----- Available data -----

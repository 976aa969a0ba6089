//! Detection settings supplied by the caller on every evaluation

use anyhow::{bail, Result};
use serde::{Deserialize, Serialize};
use std::ops::RangeInclusive;

pub const WINDOW_DAYS_RANGE: RangeInclusive<u32> = 14..=120;
pub const SENSITIVITY_RANGE: RangeInclusive<f64> = 2.5..=6.0;
pub const MIN_HISTORY_RANGE: RangeInclusive<usize> = 3..=12;

/// Knobs for the outlier pass
#[derive(Debug, Clone, Copy, Serialize, Deserialize, PartialEq)]
#[serde(default)]
pub struct DetectionConfig {
    /// Trailing window, in days, that counts as "recent"
    pub window_days: u32,
    /// Robust z-score threshold; higher means fewer alerts
    pub sensitivity: f64,
    /// Same-category entries required before an expense is scored
    pub min_history: usize,
}

impl Default for DetectionConfig {
    fn default() -> Self {
        Self {
            window_days: 45,
            sensitivity: 3.5,
            min_history: 5,
        }
    }
}

impl DetectionConfig {
    /// Build a config, rejecting out-of-range values
    pub fn new(window_days: u32, sensitivity: f64, min_history: usize) -> Result<Self> {
        let cfg = Self {
            window_days,
            sensitivity,
            min_history,
        };
        cfg.validate()?;
        Ok(cfg)
    }

    /// Fail fast on values the detector does not accept
    pub fn validate(&self) -> Result<()> {
        if !WINDOW_DAYS_RANGE.contains(&self.window_days) {
            bail!(
                "window_days must be within {}..={}, got {}",
                WINDOW_DAYS_RANGE.start(),
                WINDOW_DAYS_RANGE.end(),
                self.window_days
            );
        }
        if !SENSITIVITY_RANGE.contains(&self.sensitivity) {
            bail!(
                "sensitivity must be within {}..={}, got {}",
                SENSITIVITY_RANGE.start(),
                SENSITIVITY_RANGE.end(),
                self.sensitivity
            );
        }
        if !MIN_HISTORY_RANGE.contains(&self.min_history) {
            bail!(
                "min_history must be within {}..={}, got {}",
                MIN_HISTORY_RANGE.start(),
                MIN_HISTORY_RANGE.end(),
                self.min_history
            );
        }
        Ok(())
    }

    /// Pull every field into its valid range (slider-style input).
    /// A NaN sensitivity falls back to the default.
    pub fn clamped(self) -> Self {
        let sensitivity = if self.sensitivity.is_nan() {
            Self::default().sensitivity
        } else {
            self.sensitivity
                .clamp(*SENSITIVITY_RANGE.start(), *SENSITIVITY_RANGE.end())
        };
        Self {
            window_days: self
                .window_days
                .clamp(*WINDOW_DAYS_RANGE.start(), *WINDOW_DAYS_RANGE.end()),
            sensitivity,
            min_history: self
                .min_history
                .clamp(*MIN_HISTORY_RANGE.start(), *MIN_HISTORY_RANGE.end()),
        }
    }
}
use anyhow::{bail, Result};
use serde::{Deserialize, Serialize};
use spendwatch_core::parse_expense_date;

pub const MAX_CATEGORY_LEN: usize = 120;
pub const MAX_DESCRIPTION_LEN: usize = 500;

/// An expense as entered by the user, before the store assigns an id
#[derive(Debug, Clone, PartialEq, Serialize, Deserialize)]
pub struct NewExpense {
    pub amount: f64,
    pub category: String,
    pub description: Option<String>,
    /// Calendar date, any form `parse_expense_date` accepts
    pub date: String,
}

impl NewExpense {
    /// Reject entries the store should never persist
    pub fn validate(&self) -> Result<()> {
        if !self.amount.is_finite() || self.amount <= 0.0 {
            bail!("amount must be a positive number, got {}", self.amount);
        }

        let category = self.category.trim();
        if category.is_empty() {
            bail!("category is required");
        }
        if category.chars().count() > MAX_CATEGORY_LEN {
            bail!("category is longer than {MAX_CATEGORY_LEN} characters");
        }

        if let Some(desc) = &self.description {
            if desc.chars().count() > MAX_DESCRIPTION_LEN {
                bail!("description is longer than {MAX_DESCRIPTION_LEN} characters");
            }
        }

        if parse_expense_date(&self.date).is_none() {
            bail!("invalid date: '{}'", self.date);
        }

        Ok(())
    }
}
//! Time utilities: expense date parsing and timezone-aware "today".

use anyhow::Result;
use chrono::{DateTime, NaiveDate, NaiveDateTime, Utc};
use chrono_tz::Tz;

/// Parse an expense date. Accepts `YYYY-MM-DD`, RFC 3339, an offset-less
/// ISO date-time and the en-IN `DD/MM/YYYY` form.
pub fn parse_expense_date(raw: &str) -> Option<NaiveDate> {
    let s = raw.trim();
    if s.is_empty() {
        return None;
    }

    if let Ok(d) = NaiveDate::parse_from_str(s, "%Y-%m-%d") {
        return Some(d);
    }
    if let Ok(dt) = DateTime::parse_from_rfc3339(s) {
        return Some(dt.date_naive());
    }
    for fmt in ["%Y-%m-%dT%H:%M:%S%.f", "%Y-%m-%dT%H:%M"] {
        if let Ok(ndt) = NaiveDateTime::parse_from_str(s, fmt) {
            return Some(ndt.date());
        }
    }
    NaiveDate::parse_from_str(s, "%d/%m/%Y").ok()
}

/// Parse an IANA timezone name like "Asia/Kolkata".
pub fn parse_timezone(tz: &str) -> Result<Tz> {
    tz.parse()
        .map_err(|_| anyhow::anyhow!("invalid timezone: {tz}"))
}

/// Current calendar date in the given timezone.
pub fn today_in(tz: Tz) -> NaiveDate {
    Utc::now().with_timezone(&tz).date_naive()
}

#[cfg(test)]
mod tests {
    use super::*;

    #[test]
    fn test_parse_forms() {
        let d = NaiveDate::from_ymd_opt(2026, 2, 20).unwrap();
        assert_eq!(parse_expense_date("2026-02-20"), Some(d));
        assert_eq!(parse_expense_date(" 2026-02-20 "), Some(d));
        assert_eq!(parse_expense_date("2026-02-20T18:30:00+05:30"), Some(d));
        assert_eq!(parse_expense_date("2026-02-20T10:15:00.000Z"), Some(d));
        assert_eq!(parse_expense_date("2026-02-20T10:15"), Some(d));
        assert_eq!(parse_expense_date("20/02/2026"), Some(d));
    }

    #[test]
    fn test_parse_rejects_garbage() {
        assert_eq!(parse_expense_date(""), None);
        assert_eq!(parse_expense_date("not a date"), None);
        assert_eq!(parse_expense_date("2026-02-30"), None);
    }

    #[test]
    fn test_parse_timezone() {
        assert!(parse_timezone("Asia/Kolkata").is_ok());
        assert!(parse_timezone("Mars/Olympus").is_err());
    }
}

-----

→ What is required
How many of the lines above include the word "trim"? Only the number should be given.

→ Answer to this task
2